### DIRECTIONS
From the line that contains "let created = db" through the line that contains "assert_eq!(fetched.created_at, created.created_at);", output every line of the listing below exactly and leave out all the rest.

### DATASET RECORDS
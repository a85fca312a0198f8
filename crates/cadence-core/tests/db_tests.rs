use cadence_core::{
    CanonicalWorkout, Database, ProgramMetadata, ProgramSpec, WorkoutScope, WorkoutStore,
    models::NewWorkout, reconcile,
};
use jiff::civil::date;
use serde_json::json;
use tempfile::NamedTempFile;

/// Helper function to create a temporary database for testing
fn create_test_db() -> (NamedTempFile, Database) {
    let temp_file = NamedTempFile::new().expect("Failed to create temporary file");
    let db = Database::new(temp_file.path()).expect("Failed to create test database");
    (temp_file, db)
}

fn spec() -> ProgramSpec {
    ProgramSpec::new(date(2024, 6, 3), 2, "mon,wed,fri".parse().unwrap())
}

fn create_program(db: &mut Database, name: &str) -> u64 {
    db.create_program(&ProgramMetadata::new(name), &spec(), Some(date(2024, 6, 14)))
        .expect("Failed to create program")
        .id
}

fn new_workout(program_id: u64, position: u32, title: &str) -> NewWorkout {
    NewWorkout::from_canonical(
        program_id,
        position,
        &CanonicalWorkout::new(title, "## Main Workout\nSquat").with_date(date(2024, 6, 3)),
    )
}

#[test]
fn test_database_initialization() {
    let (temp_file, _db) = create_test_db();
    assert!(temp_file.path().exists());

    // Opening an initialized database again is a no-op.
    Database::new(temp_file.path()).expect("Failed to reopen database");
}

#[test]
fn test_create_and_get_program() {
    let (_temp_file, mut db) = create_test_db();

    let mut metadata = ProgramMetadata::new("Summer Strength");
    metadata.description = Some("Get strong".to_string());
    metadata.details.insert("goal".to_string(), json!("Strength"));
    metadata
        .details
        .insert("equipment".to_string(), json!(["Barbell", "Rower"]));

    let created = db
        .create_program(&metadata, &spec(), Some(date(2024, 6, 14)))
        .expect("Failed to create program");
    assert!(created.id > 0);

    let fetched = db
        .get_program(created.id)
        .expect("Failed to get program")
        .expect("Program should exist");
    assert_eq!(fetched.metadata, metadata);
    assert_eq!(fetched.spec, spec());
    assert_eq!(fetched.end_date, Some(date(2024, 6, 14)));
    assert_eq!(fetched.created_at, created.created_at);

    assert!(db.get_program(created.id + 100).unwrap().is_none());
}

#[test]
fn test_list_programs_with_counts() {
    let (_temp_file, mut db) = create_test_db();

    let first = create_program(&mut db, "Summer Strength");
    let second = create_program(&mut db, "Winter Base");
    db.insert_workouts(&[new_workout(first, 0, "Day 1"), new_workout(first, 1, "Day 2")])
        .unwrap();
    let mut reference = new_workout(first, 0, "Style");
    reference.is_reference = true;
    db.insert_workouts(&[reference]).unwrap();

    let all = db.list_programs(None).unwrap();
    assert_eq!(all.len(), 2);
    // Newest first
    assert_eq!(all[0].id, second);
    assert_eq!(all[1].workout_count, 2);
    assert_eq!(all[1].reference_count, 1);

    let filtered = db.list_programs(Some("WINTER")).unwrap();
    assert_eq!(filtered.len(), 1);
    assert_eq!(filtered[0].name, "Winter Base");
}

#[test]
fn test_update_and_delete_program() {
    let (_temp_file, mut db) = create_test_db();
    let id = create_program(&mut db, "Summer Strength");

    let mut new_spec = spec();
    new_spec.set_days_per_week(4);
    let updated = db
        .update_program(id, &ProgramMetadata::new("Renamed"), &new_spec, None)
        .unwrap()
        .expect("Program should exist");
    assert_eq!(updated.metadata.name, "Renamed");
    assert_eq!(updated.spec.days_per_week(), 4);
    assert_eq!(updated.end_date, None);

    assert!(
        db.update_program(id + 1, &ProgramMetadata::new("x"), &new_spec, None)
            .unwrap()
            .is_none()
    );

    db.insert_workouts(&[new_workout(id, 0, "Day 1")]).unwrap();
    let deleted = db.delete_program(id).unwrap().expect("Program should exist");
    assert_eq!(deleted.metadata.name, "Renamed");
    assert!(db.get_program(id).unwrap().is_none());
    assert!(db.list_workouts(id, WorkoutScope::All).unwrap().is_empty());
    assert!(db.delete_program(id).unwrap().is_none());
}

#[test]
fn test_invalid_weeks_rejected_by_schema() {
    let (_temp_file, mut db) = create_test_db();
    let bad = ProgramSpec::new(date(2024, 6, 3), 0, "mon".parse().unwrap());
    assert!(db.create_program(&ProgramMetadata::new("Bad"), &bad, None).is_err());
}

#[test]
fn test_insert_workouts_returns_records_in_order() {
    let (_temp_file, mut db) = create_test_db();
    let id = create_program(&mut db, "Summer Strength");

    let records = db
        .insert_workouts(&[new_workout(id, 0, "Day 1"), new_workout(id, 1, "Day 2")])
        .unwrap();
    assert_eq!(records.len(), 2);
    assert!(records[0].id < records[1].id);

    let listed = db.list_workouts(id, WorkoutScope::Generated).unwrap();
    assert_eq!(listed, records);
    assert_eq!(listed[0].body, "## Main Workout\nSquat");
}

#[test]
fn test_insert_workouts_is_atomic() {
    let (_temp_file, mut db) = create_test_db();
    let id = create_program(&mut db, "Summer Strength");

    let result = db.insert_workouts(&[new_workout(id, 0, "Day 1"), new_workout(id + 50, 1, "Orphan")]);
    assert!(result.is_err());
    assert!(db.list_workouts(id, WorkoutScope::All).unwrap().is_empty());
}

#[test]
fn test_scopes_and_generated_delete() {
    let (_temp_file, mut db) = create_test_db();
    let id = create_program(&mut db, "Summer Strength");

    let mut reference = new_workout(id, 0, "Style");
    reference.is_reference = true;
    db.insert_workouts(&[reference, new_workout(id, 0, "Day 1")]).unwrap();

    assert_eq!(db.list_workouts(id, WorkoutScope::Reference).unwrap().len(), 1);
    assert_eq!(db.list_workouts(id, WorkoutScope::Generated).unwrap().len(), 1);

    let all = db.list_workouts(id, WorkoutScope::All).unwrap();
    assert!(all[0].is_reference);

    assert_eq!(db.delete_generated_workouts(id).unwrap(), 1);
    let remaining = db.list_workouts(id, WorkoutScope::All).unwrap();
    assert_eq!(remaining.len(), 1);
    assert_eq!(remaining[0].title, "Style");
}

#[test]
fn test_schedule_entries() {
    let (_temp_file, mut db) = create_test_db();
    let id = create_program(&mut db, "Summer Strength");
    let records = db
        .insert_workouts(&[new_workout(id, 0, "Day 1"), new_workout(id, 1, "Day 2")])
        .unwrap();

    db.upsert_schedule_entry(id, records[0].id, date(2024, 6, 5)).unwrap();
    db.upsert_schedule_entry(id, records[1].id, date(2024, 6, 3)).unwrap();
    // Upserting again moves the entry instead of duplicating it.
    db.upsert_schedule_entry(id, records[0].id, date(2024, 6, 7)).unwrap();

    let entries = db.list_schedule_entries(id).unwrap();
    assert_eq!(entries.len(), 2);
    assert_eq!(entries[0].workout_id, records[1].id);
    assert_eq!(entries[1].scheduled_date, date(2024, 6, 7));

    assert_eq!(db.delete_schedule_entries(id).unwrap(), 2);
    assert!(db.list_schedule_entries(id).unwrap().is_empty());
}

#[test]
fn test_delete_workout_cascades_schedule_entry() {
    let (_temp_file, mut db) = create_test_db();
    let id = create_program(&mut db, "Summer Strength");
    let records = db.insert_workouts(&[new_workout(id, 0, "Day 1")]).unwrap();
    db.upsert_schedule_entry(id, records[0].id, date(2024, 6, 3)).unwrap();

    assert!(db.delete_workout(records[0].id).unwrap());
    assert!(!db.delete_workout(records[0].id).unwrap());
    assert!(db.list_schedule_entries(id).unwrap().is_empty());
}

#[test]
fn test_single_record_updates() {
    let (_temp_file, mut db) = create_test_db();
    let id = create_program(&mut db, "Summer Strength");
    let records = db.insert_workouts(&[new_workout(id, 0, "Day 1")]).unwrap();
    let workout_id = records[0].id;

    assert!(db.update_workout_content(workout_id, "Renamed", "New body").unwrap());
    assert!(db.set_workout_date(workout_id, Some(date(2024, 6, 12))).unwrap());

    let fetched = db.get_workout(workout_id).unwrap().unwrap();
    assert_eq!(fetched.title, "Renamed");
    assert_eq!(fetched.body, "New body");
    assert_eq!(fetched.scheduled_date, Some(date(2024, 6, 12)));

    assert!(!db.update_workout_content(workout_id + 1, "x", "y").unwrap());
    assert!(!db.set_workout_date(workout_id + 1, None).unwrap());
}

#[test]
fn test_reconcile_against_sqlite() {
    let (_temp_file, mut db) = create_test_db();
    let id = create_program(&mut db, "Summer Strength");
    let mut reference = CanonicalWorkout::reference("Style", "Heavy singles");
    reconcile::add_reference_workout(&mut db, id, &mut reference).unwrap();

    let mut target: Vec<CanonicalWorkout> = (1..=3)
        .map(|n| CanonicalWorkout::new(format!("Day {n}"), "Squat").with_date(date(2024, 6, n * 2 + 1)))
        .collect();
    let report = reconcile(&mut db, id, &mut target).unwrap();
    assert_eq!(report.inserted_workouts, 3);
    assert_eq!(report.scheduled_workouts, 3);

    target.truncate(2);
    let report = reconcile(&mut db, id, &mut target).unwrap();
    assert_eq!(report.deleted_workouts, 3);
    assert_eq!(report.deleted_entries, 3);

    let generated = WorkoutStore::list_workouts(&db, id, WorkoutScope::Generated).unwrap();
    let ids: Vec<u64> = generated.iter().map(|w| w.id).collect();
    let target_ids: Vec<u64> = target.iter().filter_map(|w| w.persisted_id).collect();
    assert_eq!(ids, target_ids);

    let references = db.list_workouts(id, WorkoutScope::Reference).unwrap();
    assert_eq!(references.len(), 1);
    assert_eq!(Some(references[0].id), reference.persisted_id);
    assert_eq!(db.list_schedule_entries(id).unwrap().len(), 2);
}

### OUTPUT FOR THIS EXERCISE
    let created = db
        .create_program(&metadata, &spec(), Some(date(2024, 6, 14)))
        .expect("Failed to create program");
    assert!(created.id > 0);

    let fetched = db
        .get_program(created.id)
        .expect("Failed to get program")
        .expect("Program should exist");
    assert_eq!(fetched.metadata, metadata);
    assert_eq!(fetched.spec, spec());
    assert_eq!(fetched.end_date, Some(date(2024, 6, 14)));
    assert_eq!(fetched.created_at, created.created_at);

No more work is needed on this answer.